**WORK REQUEST:** Working from the records below, repeat exactly the lines starting at the line that contains "Self::new(Method::GET, path, operation_id)" and ending at the line that contains "required by default.", inclusive.

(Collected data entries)
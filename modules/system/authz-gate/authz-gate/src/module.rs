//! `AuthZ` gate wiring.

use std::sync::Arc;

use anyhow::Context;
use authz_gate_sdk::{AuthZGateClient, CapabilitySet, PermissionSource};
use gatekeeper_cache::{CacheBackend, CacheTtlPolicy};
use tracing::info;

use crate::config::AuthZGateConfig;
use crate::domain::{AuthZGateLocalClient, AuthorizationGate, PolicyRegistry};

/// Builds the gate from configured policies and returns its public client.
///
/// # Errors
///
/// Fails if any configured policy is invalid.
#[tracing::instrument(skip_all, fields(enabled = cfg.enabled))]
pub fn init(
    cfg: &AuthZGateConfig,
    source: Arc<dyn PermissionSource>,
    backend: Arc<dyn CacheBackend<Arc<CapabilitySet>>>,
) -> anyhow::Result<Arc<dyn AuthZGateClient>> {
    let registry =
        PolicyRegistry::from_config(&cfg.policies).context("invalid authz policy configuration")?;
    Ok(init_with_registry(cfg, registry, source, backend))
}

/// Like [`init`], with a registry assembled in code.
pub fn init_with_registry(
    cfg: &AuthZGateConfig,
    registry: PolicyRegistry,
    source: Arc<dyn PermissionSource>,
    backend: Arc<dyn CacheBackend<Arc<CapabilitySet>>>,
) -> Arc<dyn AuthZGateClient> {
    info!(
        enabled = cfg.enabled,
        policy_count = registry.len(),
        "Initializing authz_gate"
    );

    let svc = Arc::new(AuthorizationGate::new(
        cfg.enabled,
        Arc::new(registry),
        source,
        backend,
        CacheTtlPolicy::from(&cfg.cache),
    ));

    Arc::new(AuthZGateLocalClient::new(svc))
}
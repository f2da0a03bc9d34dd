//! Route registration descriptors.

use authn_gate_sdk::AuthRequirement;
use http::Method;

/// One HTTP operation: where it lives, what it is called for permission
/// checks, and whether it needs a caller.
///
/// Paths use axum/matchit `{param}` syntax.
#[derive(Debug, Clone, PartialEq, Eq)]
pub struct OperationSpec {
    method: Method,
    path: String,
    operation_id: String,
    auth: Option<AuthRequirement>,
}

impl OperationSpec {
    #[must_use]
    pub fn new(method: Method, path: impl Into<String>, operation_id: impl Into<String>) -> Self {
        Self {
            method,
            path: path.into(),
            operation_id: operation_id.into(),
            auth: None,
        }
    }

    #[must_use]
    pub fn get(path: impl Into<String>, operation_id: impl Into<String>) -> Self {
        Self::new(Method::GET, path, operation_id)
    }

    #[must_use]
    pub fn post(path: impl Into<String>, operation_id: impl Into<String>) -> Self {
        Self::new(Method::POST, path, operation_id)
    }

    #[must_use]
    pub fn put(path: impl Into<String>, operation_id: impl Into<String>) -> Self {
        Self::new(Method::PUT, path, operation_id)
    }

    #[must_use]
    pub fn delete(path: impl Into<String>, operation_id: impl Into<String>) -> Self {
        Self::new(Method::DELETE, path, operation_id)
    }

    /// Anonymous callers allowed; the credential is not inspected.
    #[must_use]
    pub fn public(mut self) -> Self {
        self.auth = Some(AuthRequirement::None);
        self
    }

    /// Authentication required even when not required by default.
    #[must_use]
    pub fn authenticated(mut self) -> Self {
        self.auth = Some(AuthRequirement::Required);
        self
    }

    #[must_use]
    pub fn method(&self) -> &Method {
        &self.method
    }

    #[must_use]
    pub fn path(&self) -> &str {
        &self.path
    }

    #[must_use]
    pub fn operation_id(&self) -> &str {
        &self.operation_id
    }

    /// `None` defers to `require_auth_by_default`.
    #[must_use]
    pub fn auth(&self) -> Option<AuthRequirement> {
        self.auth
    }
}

**RESULT OF THE EXERCISE:**
        Self::new(Method::GET, path, operation_id)
    }

    #[must_use]
    pub fn post(path: impl Into<String>, operation_id: impl Into<String>) -> Self {
        Self::new(Method::POST, path, operation_id)
    }

    #[must_use]
    pub fn put(path: impl Into<String>, operation_id: impl Into<String>) -> Self {
        Self::new(Method::PUT, path, operation_id)
    }

    #[must_use]
    pub fn delete(path: impl Into<String>, operation_id: impl Into<String>) -> Self {
        Self::new(Method::DELETE, path, operation_id)
    }

    /// Anonymous callers allowed; the credential is not inspected.
    #[must_use]
    pub fn public(mut self) -> Self {
        self.auth = Some(AuthRequirement::None);
        self
    }

    /// Authentication required even when not required by default.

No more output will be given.